(Stored data entries)

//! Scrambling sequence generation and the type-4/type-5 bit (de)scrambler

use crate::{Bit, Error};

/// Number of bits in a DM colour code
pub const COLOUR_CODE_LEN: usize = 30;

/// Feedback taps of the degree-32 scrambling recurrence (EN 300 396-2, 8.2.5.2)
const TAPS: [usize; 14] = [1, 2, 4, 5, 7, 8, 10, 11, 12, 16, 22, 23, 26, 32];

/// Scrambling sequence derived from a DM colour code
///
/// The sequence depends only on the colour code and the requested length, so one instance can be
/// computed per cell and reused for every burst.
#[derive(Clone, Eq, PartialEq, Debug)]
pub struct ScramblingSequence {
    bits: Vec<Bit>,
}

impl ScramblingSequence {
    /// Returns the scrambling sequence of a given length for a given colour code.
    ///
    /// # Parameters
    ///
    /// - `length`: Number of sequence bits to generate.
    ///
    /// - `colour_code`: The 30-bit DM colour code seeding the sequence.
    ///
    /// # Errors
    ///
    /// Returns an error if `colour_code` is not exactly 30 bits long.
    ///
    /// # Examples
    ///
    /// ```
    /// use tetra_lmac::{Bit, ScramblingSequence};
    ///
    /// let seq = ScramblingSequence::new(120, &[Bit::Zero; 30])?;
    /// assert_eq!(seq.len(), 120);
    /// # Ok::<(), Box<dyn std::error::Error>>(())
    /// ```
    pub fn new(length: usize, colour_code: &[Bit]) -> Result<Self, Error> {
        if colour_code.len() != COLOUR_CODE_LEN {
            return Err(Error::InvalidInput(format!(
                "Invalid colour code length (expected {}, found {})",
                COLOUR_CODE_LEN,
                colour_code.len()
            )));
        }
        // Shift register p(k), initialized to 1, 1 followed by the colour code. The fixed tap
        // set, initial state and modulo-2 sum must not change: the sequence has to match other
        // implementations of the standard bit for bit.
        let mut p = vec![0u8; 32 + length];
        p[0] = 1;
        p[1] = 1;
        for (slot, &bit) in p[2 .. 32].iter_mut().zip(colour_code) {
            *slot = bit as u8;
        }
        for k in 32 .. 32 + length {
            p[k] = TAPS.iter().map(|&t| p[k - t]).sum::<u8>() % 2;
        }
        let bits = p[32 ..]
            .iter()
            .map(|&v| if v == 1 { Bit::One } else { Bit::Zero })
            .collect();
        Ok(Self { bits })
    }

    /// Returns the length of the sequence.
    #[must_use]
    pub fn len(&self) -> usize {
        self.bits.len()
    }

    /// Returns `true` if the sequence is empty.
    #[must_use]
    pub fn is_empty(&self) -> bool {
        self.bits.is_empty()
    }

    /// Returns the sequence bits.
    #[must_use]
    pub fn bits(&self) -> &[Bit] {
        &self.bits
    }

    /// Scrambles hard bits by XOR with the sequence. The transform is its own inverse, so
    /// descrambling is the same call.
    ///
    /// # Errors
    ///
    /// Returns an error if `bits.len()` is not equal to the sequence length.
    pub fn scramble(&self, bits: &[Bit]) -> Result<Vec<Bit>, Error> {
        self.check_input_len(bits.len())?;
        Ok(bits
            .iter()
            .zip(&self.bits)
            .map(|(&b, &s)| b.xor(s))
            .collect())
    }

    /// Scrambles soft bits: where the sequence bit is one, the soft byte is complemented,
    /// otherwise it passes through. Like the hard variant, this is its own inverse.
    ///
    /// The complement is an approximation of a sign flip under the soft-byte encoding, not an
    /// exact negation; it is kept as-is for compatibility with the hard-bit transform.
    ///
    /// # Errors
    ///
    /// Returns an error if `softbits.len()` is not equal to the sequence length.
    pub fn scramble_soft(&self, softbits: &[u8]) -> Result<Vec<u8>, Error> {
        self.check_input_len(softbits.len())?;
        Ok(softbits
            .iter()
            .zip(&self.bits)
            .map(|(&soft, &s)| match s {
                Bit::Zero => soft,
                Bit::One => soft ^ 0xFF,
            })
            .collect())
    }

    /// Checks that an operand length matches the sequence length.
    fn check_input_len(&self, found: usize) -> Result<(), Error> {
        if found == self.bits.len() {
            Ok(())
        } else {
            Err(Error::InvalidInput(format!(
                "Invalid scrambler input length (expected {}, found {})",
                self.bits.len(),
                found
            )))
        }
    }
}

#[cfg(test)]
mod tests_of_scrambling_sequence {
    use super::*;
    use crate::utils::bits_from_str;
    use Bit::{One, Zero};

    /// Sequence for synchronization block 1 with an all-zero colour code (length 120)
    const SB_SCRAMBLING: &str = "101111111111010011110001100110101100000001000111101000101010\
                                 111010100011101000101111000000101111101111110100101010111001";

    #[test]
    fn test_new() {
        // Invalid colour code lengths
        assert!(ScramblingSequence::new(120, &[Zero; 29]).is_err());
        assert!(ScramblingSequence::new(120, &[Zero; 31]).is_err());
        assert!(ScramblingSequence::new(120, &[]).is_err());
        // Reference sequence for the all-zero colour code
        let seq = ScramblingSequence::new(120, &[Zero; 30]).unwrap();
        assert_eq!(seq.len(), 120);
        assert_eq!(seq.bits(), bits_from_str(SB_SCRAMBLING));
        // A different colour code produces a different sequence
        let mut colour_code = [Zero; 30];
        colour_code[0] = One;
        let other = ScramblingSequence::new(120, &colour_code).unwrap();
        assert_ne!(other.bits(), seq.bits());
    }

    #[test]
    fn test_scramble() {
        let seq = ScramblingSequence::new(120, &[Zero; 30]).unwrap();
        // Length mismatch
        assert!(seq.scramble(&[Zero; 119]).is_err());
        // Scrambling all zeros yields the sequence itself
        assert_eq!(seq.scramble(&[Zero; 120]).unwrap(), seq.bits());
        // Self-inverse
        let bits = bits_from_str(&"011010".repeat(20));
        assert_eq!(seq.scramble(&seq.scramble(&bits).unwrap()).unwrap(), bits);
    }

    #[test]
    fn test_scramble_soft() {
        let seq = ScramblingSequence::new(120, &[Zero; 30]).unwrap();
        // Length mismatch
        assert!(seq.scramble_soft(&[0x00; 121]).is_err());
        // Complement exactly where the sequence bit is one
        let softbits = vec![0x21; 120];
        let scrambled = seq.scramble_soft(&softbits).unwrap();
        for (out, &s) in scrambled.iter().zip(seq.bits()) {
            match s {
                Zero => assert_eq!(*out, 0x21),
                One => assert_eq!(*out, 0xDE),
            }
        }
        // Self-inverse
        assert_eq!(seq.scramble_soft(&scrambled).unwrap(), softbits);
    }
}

▶ **WHAT YOU HAVE TO DO**
Taking the line with "let other = ScramblingSequence::new(120, &colour_code).unwrap();" as the first and the line with "assert!(seq.scramble(&[Zero; 119]).is_err());" as the last, retype that stretch of the data above exactly, with no other lines.

▶ **SOLVED PROBLEM**
        let other = ScramblingSequence::new(120, &colour_code).unwrap();
        assert_ne!(other.bits(), seq.bits());
    }

    #[test]
    fn test_scramble() {
        let seq = ScramblingSequence::new(120, &[Zero; 30]).unwrap();
        // Length mismatch
        assert!(seq.scramble(&[Zero; 119]).is_err());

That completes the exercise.